→ Records for processing

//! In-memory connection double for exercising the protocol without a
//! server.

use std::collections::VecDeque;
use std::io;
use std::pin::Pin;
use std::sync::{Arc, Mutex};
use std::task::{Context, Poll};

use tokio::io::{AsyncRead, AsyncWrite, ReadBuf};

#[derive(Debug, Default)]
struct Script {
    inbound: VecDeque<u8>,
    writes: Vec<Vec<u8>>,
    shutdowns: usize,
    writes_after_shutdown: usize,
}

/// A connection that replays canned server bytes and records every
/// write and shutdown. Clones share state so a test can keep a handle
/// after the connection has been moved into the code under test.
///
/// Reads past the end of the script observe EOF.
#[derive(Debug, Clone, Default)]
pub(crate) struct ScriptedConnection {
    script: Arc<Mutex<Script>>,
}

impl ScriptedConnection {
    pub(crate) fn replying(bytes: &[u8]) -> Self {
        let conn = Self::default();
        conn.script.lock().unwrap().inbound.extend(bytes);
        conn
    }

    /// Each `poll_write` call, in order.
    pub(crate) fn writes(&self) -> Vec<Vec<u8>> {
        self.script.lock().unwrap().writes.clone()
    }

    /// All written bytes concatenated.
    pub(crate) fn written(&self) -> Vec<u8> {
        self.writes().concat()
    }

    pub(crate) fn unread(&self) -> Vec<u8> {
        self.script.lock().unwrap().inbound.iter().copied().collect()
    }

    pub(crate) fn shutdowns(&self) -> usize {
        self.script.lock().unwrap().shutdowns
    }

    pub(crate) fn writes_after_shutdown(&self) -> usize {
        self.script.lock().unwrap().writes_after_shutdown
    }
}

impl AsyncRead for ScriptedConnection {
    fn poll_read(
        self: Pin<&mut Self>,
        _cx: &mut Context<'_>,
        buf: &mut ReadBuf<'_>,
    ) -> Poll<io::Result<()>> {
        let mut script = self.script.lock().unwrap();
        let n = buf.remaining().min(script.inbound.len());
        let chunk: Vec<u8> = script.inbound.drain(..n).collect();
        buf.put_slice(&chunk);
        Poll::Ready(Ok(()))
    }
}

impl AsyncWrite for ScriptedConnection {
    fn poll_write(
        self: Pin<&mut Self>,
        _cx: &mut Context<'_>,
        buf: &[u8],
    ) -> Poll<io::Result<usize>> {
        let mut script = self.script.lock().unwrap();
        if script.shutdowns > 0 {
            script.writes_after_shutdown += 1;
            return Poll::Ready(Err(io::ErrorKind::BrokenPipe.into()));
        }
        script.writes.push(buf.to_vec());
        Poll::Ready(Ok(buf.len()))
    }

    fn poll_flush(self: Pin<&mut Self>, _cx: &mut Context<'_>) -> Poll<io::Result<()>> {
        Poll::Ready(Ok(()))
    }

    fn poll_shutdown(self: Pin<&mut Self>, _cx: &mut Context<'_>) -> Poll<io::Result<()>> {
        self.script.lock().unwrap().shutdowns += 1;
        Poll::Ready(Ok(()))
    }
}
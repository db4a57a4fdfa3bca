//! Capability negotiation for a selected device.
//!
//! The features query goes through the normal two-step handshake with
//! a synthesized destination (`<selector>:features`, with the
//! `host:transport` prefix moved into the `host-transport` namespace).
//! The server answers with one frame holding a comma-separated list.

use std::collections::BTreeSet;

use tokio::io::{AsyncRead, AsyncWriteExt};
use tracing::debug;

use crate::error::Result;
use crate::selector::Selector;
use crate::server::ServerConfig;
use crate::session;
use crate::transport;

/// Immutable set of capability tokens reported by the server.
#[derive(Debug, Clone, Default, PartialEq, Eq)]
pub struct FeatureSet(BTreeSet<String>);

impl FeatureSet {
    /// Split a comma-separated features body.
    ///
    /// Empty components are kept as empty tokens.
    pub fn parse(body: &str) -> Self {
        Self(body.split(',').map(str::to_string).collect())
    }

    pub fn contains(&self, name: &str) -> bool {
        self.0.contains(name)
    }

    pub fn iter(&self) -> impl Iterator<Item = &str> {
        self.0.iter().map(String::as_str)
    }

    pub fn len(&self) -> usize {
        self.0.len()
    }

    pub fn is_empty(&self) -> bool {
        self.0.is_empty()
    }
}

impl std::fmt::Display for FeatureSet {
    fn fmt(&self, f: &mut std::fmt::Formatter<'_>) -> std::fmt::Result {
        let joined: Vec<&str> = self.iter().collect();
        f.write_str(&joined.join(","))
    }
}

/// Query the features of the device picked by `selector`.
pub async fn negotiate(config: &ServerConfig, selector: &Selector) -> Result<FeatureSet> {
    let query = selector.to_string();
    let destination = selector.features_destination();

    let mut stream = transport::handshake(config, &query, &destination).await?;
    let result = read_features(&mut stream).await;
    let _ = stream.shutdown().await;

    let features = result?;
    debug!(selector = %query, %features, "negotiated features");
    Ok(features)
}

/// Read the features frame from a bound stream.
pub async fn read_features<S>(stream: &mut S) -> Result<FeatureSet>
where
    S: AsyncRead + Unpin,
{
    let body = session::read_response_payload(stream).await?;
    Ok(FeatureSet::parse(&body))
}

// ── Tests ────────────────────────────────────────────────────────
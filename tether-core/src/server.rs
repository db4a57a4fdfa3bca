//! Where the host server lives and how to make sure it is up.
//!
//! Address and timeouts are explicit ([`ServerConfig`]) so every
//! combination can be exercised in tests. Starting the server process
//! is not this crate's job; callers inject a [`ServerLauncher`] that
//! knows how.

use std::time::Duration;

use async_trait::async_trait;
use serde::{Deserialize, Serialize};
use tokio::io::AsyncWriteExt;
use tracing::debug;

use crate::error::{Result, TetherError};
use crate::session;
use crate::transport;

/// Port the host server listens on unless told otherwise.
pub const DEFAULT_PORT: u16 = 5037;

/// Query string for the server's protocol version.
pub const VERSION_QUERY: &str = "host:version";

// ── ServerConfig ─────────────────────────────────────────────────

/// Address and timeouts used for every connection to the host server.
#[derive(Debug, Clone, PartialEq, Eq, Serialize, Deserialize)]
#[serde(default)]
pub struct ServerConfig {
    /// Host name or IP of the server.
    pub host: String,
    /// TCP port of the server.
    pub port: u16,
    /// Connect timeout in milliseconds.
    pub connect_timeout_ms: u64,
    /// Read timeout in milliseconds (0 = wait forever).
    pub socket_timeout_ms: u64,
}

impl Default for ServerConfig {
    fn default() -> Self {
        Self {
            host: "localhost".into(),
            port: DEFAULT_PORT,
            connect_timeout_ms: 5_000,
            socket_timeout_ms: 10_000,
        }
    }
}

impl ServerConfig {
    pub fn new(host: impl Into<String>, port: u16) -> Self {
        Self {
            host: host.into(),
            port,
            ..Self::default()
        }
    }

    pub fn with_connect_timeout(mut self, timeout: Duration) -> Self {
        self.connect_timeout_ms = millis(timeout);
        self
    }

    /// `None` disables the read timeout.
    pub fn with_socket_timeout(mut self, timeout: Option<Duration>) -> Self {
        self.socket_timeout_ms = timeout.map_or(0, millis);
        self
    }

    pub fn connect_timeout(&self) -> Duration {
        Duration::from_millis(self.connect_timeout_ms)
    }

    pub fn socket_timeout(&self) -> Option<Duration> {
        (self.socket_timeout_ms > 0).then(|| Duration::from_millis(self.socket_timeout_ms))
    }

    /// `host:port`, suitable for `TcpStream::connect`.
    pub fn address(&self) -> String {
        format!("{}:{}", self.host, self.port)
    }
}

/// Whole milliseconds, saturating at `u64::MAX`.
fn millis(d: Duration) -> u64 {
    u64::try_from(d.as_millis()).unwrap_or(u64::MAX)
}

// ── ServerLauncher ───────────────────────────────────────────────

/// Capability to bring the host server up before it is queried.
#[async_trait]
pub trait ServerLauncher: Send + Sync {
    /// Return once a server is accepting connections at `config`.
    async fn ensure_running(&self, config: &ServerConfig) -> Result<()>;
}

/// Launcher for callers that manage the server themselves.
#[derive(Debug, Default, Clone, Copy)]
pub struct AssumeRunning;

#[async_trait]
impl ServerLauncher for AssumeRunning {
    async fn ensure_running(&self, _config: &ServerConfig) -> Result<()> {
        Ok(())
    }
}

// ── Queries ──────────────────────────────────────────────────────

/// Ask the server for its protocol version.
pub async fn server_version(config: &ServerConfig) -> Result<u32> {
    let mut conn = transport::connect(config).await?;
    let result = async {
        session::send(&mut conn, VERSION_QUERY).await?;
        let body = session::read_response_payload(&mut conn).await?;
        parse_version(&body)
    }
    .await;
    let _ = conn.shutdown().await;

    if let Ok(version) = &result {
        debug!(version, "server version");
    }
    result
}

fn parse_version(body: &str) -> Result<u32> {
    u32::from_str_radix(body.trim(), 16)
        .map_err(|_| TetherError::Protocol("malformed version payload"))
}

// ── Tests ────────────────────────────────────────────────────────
==
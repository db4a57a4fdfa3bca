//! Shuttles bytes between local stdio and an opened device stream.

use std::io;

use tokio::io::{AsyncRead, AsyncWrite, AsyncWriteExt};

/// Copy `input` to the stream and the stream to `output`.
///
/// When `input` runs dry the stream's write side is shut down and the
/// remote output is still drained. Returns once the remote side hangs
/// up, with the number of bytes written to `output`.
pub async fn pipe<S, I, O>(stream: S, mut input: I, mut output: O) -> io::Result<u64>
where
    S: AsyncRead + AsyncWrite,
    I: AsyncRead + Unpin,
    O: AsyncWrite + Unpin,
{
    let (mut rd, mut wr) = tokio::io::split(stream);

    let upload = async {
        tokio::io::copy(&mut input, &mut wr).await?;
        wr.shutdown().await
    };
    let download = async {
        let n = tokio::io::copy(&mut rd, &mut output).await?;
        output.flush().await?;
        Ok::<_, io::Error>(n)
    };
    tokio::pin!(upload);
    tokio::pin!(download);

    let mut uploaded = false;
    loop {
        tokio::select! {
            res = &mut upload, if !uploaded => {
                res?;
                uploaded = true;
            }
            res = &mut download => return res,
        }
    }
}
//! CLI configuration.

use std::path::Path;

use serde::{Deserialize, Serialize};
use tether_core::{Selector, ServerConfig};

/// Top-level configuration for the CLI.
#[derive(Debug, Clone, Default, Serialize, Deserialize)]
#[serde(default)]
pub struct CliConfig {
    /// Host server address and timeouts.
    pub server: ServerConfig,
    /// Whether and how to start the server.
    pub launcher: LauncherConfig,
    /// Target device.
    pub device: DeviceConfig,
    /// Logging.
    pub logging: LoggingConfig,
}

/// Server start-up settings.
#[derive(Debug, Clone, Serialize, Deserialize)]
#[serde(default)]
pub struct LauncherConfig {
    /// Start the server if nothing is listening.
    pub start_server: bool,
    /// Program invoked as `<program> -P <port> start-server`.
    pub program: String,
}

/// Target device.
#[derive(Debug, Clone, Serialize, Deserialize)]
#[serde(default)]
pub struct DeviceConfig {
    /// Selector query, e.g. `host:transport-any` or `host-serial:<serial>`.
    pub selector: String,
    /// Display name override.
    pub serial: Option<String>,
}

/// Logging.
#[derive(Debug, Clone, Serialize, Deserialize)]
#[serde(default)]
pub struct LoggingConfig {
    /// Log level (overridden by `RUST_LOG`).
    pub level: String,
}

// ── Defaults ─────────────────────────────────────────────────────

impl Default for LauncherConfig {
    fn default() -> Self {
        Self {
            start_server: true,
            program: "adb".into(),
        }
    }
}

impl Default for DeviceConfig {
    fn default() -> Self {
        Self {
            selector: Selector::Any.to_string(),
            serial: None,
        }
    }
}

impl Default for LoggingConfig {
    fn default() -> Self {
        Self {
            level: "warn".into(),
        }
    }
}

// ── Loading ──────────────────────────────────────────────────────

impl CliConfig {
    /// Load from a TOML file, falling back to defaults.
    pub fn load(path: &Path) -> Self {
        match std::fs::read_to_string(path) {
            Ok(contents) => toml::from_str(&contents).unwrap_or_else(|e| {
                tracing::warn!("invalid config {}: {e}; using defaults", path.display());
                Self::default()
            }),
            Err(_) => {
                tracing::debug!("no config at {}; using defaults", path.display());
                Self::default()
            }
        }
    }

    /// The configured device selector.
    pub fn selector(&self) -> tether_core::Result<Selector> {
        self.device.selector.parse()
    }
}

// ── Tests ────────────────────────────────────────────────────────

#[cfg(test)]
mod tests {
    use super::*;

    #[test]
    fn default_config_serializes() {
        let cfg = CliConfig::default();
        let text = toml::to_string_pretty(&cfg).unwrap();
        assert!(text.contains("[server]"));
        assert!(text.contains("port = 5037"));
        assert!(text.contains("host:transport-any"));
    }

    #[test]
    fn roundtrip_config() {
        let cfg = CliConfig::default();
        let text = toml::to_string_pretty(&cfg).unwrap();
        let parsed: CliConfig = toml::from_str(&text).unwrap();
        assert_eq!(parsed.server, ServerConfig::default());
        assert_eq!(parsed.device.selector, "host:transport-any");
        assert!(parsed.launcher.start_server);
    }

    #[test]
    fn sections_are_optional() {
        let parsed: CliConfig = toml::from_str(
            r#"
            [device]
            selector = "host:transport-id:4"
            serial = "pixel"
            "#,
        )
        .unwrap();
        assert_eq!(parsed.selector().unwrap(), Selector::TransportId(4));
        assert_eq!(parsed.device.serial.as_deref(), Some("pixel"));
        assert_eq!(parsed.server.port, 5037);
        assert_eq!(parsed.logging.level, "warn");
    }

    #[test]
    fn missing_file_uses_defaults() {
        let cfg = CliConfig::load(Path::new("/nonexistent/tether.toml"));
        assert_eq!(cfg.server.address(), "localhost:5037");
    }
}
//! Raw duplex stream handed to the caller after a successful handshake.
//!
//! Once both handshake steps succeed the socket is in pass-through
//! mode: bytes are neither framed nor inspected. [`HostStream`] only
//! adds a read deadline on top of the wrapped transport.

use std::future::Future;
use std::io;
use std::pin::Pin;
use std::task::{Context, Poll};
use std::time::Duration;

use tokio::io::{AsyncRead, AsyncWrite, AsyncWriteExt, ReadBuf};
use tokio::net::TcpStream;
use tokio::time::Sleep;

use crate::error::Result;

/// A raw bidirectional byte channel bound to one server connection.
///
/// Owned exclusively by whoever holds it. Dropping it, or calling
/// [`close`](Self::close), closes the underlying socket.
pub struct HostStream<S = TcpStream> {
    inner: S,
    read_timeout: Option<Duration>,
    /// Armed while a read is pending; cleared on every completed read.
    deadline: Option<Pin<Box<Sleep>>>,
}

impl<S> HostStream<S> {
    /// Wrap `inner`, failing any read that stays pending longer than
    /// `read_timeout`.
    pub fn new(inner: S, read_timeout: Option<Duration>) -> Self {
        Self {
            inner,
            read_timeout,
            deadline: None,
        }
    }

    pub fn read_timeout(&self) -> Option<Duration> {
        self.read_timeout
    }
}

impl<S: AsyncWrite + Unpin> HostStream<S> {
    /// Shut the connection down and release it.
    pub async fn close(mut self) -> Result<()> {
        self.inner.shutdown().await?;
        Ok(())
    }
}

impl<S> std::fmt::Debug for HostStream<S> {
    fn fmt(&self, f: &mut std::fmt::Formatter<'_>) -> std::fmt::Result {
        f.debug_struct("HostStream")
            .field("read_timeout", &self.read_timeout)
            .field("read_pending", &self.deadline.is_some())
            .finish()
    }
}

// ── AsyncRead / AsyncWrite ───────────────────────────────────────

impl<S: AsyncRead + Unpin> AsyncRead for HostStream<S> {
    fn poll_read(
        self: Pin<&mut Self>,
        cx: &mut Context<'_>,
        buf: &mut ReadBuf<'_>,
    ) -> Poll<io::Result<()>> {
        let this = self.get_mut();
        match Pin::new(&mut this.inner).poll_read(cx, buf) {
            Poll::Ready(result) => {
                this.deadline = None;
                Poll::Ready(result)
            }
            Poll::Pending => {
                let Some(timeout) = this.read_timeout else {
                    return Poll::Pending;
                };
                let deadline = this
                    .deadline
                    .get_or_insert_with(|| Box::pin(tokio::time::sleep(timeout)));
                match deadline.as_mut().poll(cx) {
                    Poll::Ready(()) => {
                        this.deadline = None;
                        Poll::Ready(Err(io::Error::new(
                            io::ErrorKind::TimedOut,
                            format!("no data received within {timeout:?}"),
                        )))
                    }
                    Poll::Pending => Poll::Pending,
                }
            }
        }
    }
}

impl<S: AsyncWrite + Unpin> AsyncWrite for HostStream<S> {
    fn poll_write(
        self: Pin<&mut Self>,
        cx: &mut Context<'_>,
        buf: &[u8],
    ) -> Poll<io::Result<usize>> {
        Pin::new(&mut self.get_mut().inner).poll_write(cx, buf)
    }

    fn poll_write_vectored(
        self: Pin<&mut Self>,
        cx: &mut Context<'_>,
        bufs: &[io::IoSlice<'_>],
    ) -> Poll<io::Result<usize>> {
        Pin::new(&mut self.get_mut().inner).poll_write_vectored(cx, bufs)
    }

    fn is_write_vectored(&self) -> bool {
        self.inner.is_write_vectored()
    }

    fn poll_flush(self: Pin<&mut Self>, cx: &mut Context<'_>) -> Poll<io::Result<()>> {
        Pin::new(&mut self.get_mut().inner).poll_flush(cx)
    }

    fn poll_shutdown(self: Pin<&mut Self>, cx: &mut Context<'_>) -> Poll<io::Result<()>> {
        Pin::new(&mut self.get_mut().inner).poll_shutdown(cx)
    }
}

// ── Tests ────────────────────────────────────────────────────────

→ Task statement
Could you copy out every line in the material above that contains the string "configuration"?

→ Task output
//! CLI configuration.
/// Top-level configuration for the CLI.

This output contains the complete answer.